» EXERCISE
Where in the data below does the word "User" appear? Copy each line that holds it.

» AVAILABLE DATA
——
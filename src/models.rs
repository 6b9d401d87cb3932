//! Core data models used throughout Lorekeeper.
//!
//! These types represent the chunks, scored retrieval hits, and per-session
//! conversation state that flow through the ingestion and answering pipeline.

use std::collections::BTreeSet;

use serde::{Deserialize, Serialize};

/// A bounded window of a source document's extracted text — the unit of
/// retrieval.
///
/// `source` and `seq` carry provenance: which uploaded file the chunk came
/// from and its left-to-right rank within that file. `hash` is a SHA-256 hex
/// digest of `text`, used for staleness checks across re-ingestion.
#[derive(Debug, Clone, PartialEq, Serialize, Deserialize)]
pub struct Chunk {
    pub id: String,
    pub source: String,
    pub seq: i64,
    pub text: String,
    pub hash: String,
}

/// A chunk paired with its similarity score from an index query.
///
/// Scores are cosine similarities — higher is closer.
#[derive(Debug, Clone)]
pub struct ScoredChunk {
    pub chunk: Chunk,
    pub score: f32,
}

/// Speaker of a conversation turn.
#[derive(Debug, Clone, Copy, PartialEq, Eq, Serialize, Deserialize)]
#[serde(rename_all = "lowercase")]
pub enum Role {
    User,
    Assistant,
}

/// One (role, message) pair in a conversation.
#[derive(Debug, Clone, Serialize, Deserialize)]
pub struct Turn {
    pub role: Role,
    pub message: String,
}

/// Per-conversation mutable state, owned by the calling surface.
///
/// The core pipeline is stateless across calls apart from the archive index;
/// whoever drives the conversation (a REPL, an API handler) keeps one of
/// these and records turns and uploaded source names into it.
#[derive(Debug, Default)]
pub struct Session {
    pub turns: Vec<Turn>,
    pub sources: BTreeSet<String>,
}

impl Session {
    pub fn new() -> Self {
        Self::default()
    }

    /// Append a turn to the transcript.
    pub fn record(&mut self, role: Role, message: impl Into<String>) {
        self.turns.push(Turn {
            role,
            message: message.into(),
        });
    }

    /// Remember that a source document was uploaded during this session.
    pub fn remember_source(&mut self, name: impl Into<String>) {
        self.sources.insert(name.into());
    }
}

#[cfg(test)]
mod tests {
    use super::*;

    #[test]
    fn test_session_records_turns_in_order() {
        let mut session = Session::new();
        session.record(Role::User, "first");
        session.record(Role::Assistant, "second");
        assert_eq!(session.turns.len(), 2);
        assert_eq!(session.turns[0].role, Role::User);
        assert_eq!(session.turns[1].message, "second");
    }

    #[test]
    fn test_session_deduplicates_sources() {
        let mut session = Session::new();
        session.remember_source("manual.pdf");
        session.remember_source("manual.pdf");
        session.remember_source("appendix.txt");
        assert_eq!(session.sources.len(), 2);
    }
}
//! The archive index: a persistent nearest-neighbor store over chunks.
//!
//! Holds (chunk, embedding) pairs in insertion order and answers top-k
//! similarity queries by brute-force cosine scan. The index is tagged with
//! the embedding model that produced its vectors; vectors from any other
//! model are rejected, because mixing models silently corrupts similarity
//! results.
//!
//! Persistence is a single JSON snapshot with vectors stored as base64
//! little-endian f32 blobs. Saving writes a temp sibling file and renames it
//! into place, so a crash mid-save never leaves a loadable-but-truncated
//! snapshot; loading either returns a whole index, reports the file absent,
//! or fails with [`IndexError::Corruption`] — never a half-loaded index.

use std::collections::HashSet;
use std::path::Path;

use base64::{engine::general_purpose::STANDARD, Engine as _};
use chrono::{DateTime, Utc};
use serde::{Deserialize, Serialize};

use crate::embedding::{blob_to_vec, cosine_similarity, vec_to_blob};
use crate::models::{Chunk, ScoredChunk};

/// Snapshot format version. Bumped on incompatible layout changes.
const SNAPSHOT_VERSION: u32 = 1;

/// Failure in index mutation or persistence.
#[derive(Debug)]
pub enum IndexError {
    /// Vectors from a different embedding model were offered to the index.
    ModelMismatch {
        expected: String,
        found: String,
    },
    /// The snapshot on disk is unreadable or internally inconsistent.
    Corruption(String),
    Io(std::io::Error),
}

impl std::fmt::Display for IndexError {
    fn fmt(&self, f: &mut std::fmt::Formatter<'_>) -> std::fmt::Result {
        match self {
            IndexError::ModelMismatch { expected, found } => write!(
                f,
                "index holds vectors from model '{}', refusing vectors from '{}'",
                expected, found
            ),
            IndexError::Corruption(e) => write!(f, "index snapshot corrupt: {}", e),
            IndexError::Io(e) => write!(f, "index I/O error: {}", e),
        }
    }
}

impl std::error::Error for IndexError {}

impl From<std::io::Error> for IndexError {
    fn from(e: std::io::Error) -> Self {
        IndexError::Io(e)
    }
}

#[derive(Debug)]
struct IndexEntry {
    chunk: Chunk,
    embedding: Vec<f32>,
}

/// In-memory nearest-neighbor index with durable snapshots.
#[derive(Debug)]
pub struct ArchiveIndex {
    model: String,
    dims: usize,
    entries: Vec<IndexEntry>,
}

#[derive(Serialize, Deserialize)]
struct Snapshot {
    version: u32,
    model: String,
    dims: usize,
    saved_at: DateTime<Utc>,
    entries: Vec<SnapshotEntry>,
}

#[derive(Serialize, Deserialize)]
struct SnapshotEntry {
    chunk: Chunk,
    /// Base64-encoded little-endian f32 vector.
    embedding: String,
}

impl ArchiveIndex {
    /// Create an empty index bound to one embedding model.
    pub fn new(model: &str, dims: usize) -> Self {
        Self {
            model: model.to_string(),
            dims,
            entries: Vec::new(),
        }
    }

    pub fn model(&self) -> &str {
        &self.model
    }

    pub fn dims(&self) -> usize {
        self.dims
    }

    pub fn len(&self) -> usize {
        self.entries.len()
    }

    pub fn is_empty(&self) -> bool {
        self.entries.is_empty()
    }

    /// Distinct source names present in the index, sorted.
    pub fn sources(&self) -> Vec<String> {
        let mut sources: Vec<String> = self
            .entries
            .iter()
            .map(|e| e.chunk.source.clone())
            .collect::<HashSet<_>>()
            .into_iter()
            .collect();
        sources.sort();
        sources
    }

    /// Append chunks and their embeddings, replacing any previous entries
    /// from the same source documents.
    ///
    /// Re-ingesting a file therefore updates it in place while every other
    /// document survives; the index never needs a full rebuild for an
    /// incremental change.
    ///
    /// Fails with [`IndexError::ModelMismatch`] if `model` differs from the
    /// model this index is tagged with, or if any vector has the wrong
    /// dimensionality.
    pub fn upsert(
        &mut self,
        chunks: Vec<Chunk>,
        embeddings: Vec<Vec<f32>>,
        model: &str,
    ) -> Result<(), IndexError> {
        if model != self.model {
            return Err(IndexError::ModelMismatch {
                expected: self.model.clone(),
                found: model.to_string(),
            });
        }
        assert_eq!(
            chunks.len(),
            embeddings.len(),
            "one embedding per chunk is the batch contract"
        );
        for embedding in &embeddings {
            if embedding.len() != self.dims {
                return Err(IndexError::ModelMismatch {
                    expected: format!("{} ({} dims)", self.model, self.dims),
                    found: format!("{} ({} dims)", model, embedding.len()),
                });
            }
        }

        let incoming_sources: HashSet<&str> =
            chunks.iter().map(|c| c.source.as_str()).collect();
        self.entries
            .retain(|e| !incoming_sources.contains(e.chunk.source.as_str()));

        self.entries.extend(
            chunks
                .into_iter()
                .zip(embeddings)
                .map(|(chunk, embedding)| IndexEntry { chunk, embedding }),
        );

        Ok(())
    }

    /// Return the top-k entries by descending cosine similarity.
    ///
    /// The sort is stable, so equal scores keep insertion order. `k` is
    /// clamped to at least 1; when the index holds fewer than `k` entries,
    /// all of them are returned.
    pub fn query(&self, vector: &[f32], k: usize) -> Vec<ScoredChunk> {
        let k = k.max(1);

        let mut scored: Vec<ScoredChunk> = self
            .entries
            .iter()
            .map(|e| ScoredChunk {
                chunk: e.chunk.clone(),
                score: cosine_similarity(vector, &e.embedding),
            })
            .collect();

        scored.sort_by(|a, b| {
            b.score
                .partial_cmp(&a.score)
                .unwrap_or(std::cmp::Ordering::Equal)
        });
        scored.truncate(k);
        scored
    }

    /// Persist the index atomically: serialize to a temp sibling, then
    /// rename over the target path.
    pub fn save(&self, path: &Path) -> Result<(), IndexError> {
        if let Some(parent) = path.parent() {
            if !parent.as_os_str().is_empty() {
                std::fs::create_dir_all(parent)?;
            }
        }

        let snapshot = Snapshot {
            version: SNAPSHOT_VERSION,
            model: self.model.clone(),
            dims: self.dims,
            saved_at: Utc::now(),
            entries: self
                .entries
                .iter()
                .map(|e| SnapshotEntry {
                    chunk: e.chunk.clone(),
                    embedding: STANDARD.encode(vec_to_blob(&e.embedding)),
                })
                .collect(),
        };

        let bytes = serde_json::to_vec(&snapshot)
            .map_err(|e| IndexError::Corruption(e.to_string()))?;

        let file_name = path
            .file_name()
            .map(|n| n.to_string_lossy().to_string())
            .unwrap_or_else(|| "archive_index.json".to_string());
        let tmp_path = path.with_file_name(format!("{}.tmp", file_name));

        std::fs::write(&tmp_path, &bytes)?;
        std::fs::rename(&tmp_path, path)?;

        Ok(())
    }

    /// Load a previously saved index.
    ///
    /// Returns `Ok(None)` when no snapshot exists at `path`. Any parse
    /// failure, version mismatch, or dimensionality inconsistency is
    /// [`IndexError::Corruption`] — the caller decides whether to rebuild.
    pub fn load(path: &Path) -> Result<Option<Self>, IndexError> {
        if !path.exists() {
            return Ok(None);
        }

        let bytes = std::fs::read(path)?;
        let snapshot: Snapshot = serde_json::from_slice(&bytes)
            .map_err(|e| IndexError::Corruption(e.to_string()))?;

        if snapshot.version != SNAPSHOT_VERSION {
            return Err(IndexError::Corruption(format!(
                "unsupported snapshot version {}",
                snapshot.version
            )));
        }

        let mut entries = Vec::with_capacity(snapshot.entries.len());
        for entry in snapshot.entries {
            let blob = STANDARD
                .decode(&entry.embedding)
                .map_err(|e| IndexError::Corruption(e.to_string()))?;
            let embedding = blob_to_vec(&blob);
            if embedding.len() != snapshot.dims {
                return Err(IndexError::Corruption(format!(
                    "entry for '{}' has {} dims, snapshot declares {}",
                    entry.chunk.source,
                    embedding.len(),
                    snapshot.dims
                )));
            }
            entries.push(IndexEntry {
                chunk: entry.chunk,
                embedding,
            });
        }

        Ok(Some(Self {
            model: snapshot.model,
            dims: snapshot.dims,
            entries,
        }))
    }
}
——
» RESPONSE TO THE TASK
    User,
        session.record(Role::User, "first");
        assert_eq!(session.turns[0].role, Role::User);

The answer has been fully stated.